Nitrogen is one of the most essential mineral elements that plants need to grow and reproduce well. Low N can result in slow plant growth, pale-green leaves, abscission of the lower leaves, reduced flower count, and low productivity.

Rate of N

Lee and Lin (1987) reported that phalaenopsis leaf size increased when the minerals in Johnson’s solution increased from one-fourth to full strength (plants grown in sand). Using several water-soluble fertilizer formulations (Peters; Everris NA, Dublin, OH), Wang (1994, 1996) found that, as the rate of each fertilizer increased from 0.25 to 1.0 g·L−1 in the irrigation water, the vegetative growth, flower count, and flower size increased. When phalaenopsis is planted in sphagnum moss and using 15K–2.2P–12.5K (N = 78% nitrate + 8% ammonium + 14% urea), as N concentration increased from 0 to 200 mg·L−1, leaf span, leaf number, total leaf length, and flower count all increased (Wang, 2010) (Fig. 1). In this study, the increase in flower size as N rate increased could be due to the concomitant increase in potassium (K) concentration from 0 to 166 mg·L−1. In another study, K was found to result in progressively larger flower size as its rate increased from 50 to 400 mg·L−1 (Wang, 2007). Increasing N concentration to 400 mg·L−1, in conjunction with other minerals, can be detrimental to phalaenopsis (Wang, 2003; Yao, 2007).

Fig. 1.
Fig. 1.

Response of phalaenopsis orchid to various concentrations of nitrogen–phosphorus–potassium (N–P–K) fertilizer [15N–2.2P–12.5K, N = 78% nitrate + 8% ammonium + 14% urea (Peters Professional 15–5–15 Cal–Mag; Everris NA, Dublin, OH)] (Wang, 2010); 1 mg·L−1 = 1 ppm.

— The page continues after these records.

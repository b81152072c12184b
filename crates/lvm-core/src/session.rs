//! Session driver
//!
//! Couples one compiler context with one VM. Batch mode compiles a whole unit
//! before running any of it, so calls may name functions defined later in the
//! unit. Incremental mode compiles and runs one expression at a time, so a
//! call issued before its definition has been submitted is unresolved.
//!
//! Output is not returned from the run methods: like the VM, the session
//! records state changes that the host drains afterwards, including the ones
//! produced before a fatal fault.

use tracing::debug;

use crate::ast::Expr;
use crate::bytecode::Line;
use crate::compiler::Compiler;
use crate::config::LvmConfig;
use crate::error::LvmResult;
use crate::reader::parse_program;
use crate::vm::{StateChange, VirtualMachine};

#[derive(Debug, Clone, Copy, PartialEq, Eq)]
pub enum ExecMode {
    Batch,
    Incremental,
}

#[derive(Debug)]
pub struct Session {
    compiler: Compiler,
    vm: VirtualMachine,
    /// Every line handed to the VM, in load order
    history: Vec<Line>,
}

impl Session {
    pub fn new(config: LvmConfig) -> Self {
        Session {
            compiler: Compiler::new(),
            vm: VirtualMachine::new(config),
            history: Vec::new(),
        }
    }

    /// Compile every expression, then load and run the unit once.
    pub fn run_batch(&mut self, exprs: &[Expr]) -> LvmResult<()> {
        for expr in exprs {
            self.compiler.compile_toplevel(expr);
        }
        self.load_and_run()
    }

    /// Compile, load and run a single expression. Values the expression
    /// leaves on the operand stack are dropped once it has run, so a long
    /// session does not creep towards the stack limit.
    pub fn submit(&mut self, expr: &Expr) -> LvmResult<()> {
        self.compiler.compile_toplevel(expr);
        self.load_and_run()?;
        self.vm.discard_operands();
        Ok(())
    }

    /// Execute already parsed expressions in the given mode. Incremental
    /// execution stops at the first fatal fault.
    pub fn run_exprs(&mut self, exprs: &[Expr], mode: ExecMode) -> LvmResult<()> {
        match mode {
            ExecMode::Batch => self.run_batch(exprs),
            ExecMode::Incremental => exprs.iter().try_for_each(|expr| self.submit(expr)),
        }
    }

    /// Parse `source` and execute it in the given mode.
    pub fn run_source(&mut self, source: &str, mode: ExecMode) -> LvmResult<()> {
        let exprs = parse_program(source)?;
        debug!(expressions = exprs.len(), ?mode, "source parsed");
        self.run_exprs(&exprs, mode)
    }

    fn load_and_run(&mut self) -> LvmResult<()> {
        let unit = self.compiler.take_program();
        self.vm.load_lines(unit.clone())?;
        self.history.extend(unit);
        self.vm.run(self.compiler.functions())
    }

    pub fn drain_state_changes(&mut self) -> Vec<StateChange> {
        self.vm.drain_state_changes()
    }

    /// Drain state changes rendered as output lines
    pub fn drain_output(&mut self) -> Vec<String> {
        self.drain_state_changes()
            .iter()
            .map(|change| change.to_string())
            .collect()
    }

    /// All lines loaded so far
    pub fn history(&self) -> &[Line] {
        &self.history
    }

    pub fn compiler(&self) -> &Compiler {
        &self.compiler
    }

    pub fn vm(&self) -> &VirtualMachine {
        &self.vm
    }
}

impl Default for Session {
    fn default() -> Self {
        Self::new(LvmConfig::default())
    }
}

#[cfg(test)]
mod tests {
    use super::*;
    use crate::error::LvmError;

    #[test]
    fn parse_errors_leave_session_untouched() {
        let mut session = Session::default();
        assert_eq!(
            session.run_source("(print 1", ExecMode::Batch),
            Err(LvmError::UnexpectedEof)
        );
        assert!(session.history().is_empty());
        assert_eq!(session.vm().instruction_count(), 0);
    }

    #[test]
    fn output_before_a_fault_is_kept() {
        let mut session = Session::default();
        let res = session.run_source("(print 1) (print (/ 1 0)) (print 2)", ExecMode::Batch);
        assert_eq!(res, Err(LvmError::DivisionByZero));
        assert_eq!(session.drain_output(), vec!["=> 1"]);
    }

    #[test]
    fn submitted_values_do_not_accumulate() {
        let mut config = LvmConfig::new();
        config.max_stack_size = 8;
        let mut session = Session::new(config);
        let exprs = parse_program("(+ 1 2) (undefined 1 2 3)").expect("parse failed");
        for _ in 0..100 {
            for expr in &exprs {
                session.submit(expr).expect("submit failed");
            }
        }
        assert_eq!(session.vm().stack_size(), 0);
        session
            .run_source("(print (* 6 7))", ExecMode::Incremental)
            .expect("run failed");
        assert_eq!(session.drain_output().last().map(String::as_str), Some("=> 42"));
    }

    #[test]
    fn session_recovers_after_a_fault() {
        let mut session = Session::default();
        let _ = session.run_source("(car 5)", ExecMode::Incremental);
        session
            .run_source("(print (+ 1 1))", ExecMode::Incremental)
            .expect("run failed");
        assert_eq!(session.drain_output(), vec!["=> 2"]);
    }
}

Citation: HortTechnology hortte 27, 2; 10.21273/HORTTECH03204-16

Nitrogen level and the length of its application may affect time of spiking in phalaenopsis. Kubota and Yoneda (1994) found that plants, which stopped receiving N at the beginning of September, spiked earlier than those receiving N until the end of September. Horio and Ichihashi (2004) and Ichihashi (2003) determined that N concentration at 280 mg·L−1 caused a short delay in spiking. However, Wang (2003) found that N up to 400 mg·L−1 did not delay spiking when used as a constant feed with other required minerals for over 1 year when grown in a bark/peat mix. In another study, it was found that spiking was delayed when phalaenopsis plants were grown in sphagnum moss and never received any fertilizer (Y.T. Wang, unpublished data) (Fig. 2). At 25 mg·L−1 N, spiking and flowering were accelerated by 19 and 15 d, respectively, compared with those of nonfertilized plants. An increase in N rate up to 200 mg·L−1 resulted in slower spiking (8 to 10 d when compared with N at 25 mg·L−1) and flowering (averaged 12 d when compared with N at 25 mg·L−1), with no statistical difference among these higher rates, but still faster than plants that received no fertilizer.

Fig. 2.
Fig. 2.

Effects of various concentrations of nitrogen–phosphorus–potassium (N–P–K) fertilizer [15N–2.2P–12.5K, N = 78% nitrate + 8% ammonium + 14% urea-N (Peters Professional 15–5–15 Cal-Mag; Everris NA, Dublin, OH)] on spiking [A (y axis = date in October)] and flowering time [B (y axis = number of days elapsed since 1 Jan. of the following year)] of a white-flowered phalaenopsis orchid (Y.T. Wang, unpublished data); 1 mg·L−1 = 1 ppm.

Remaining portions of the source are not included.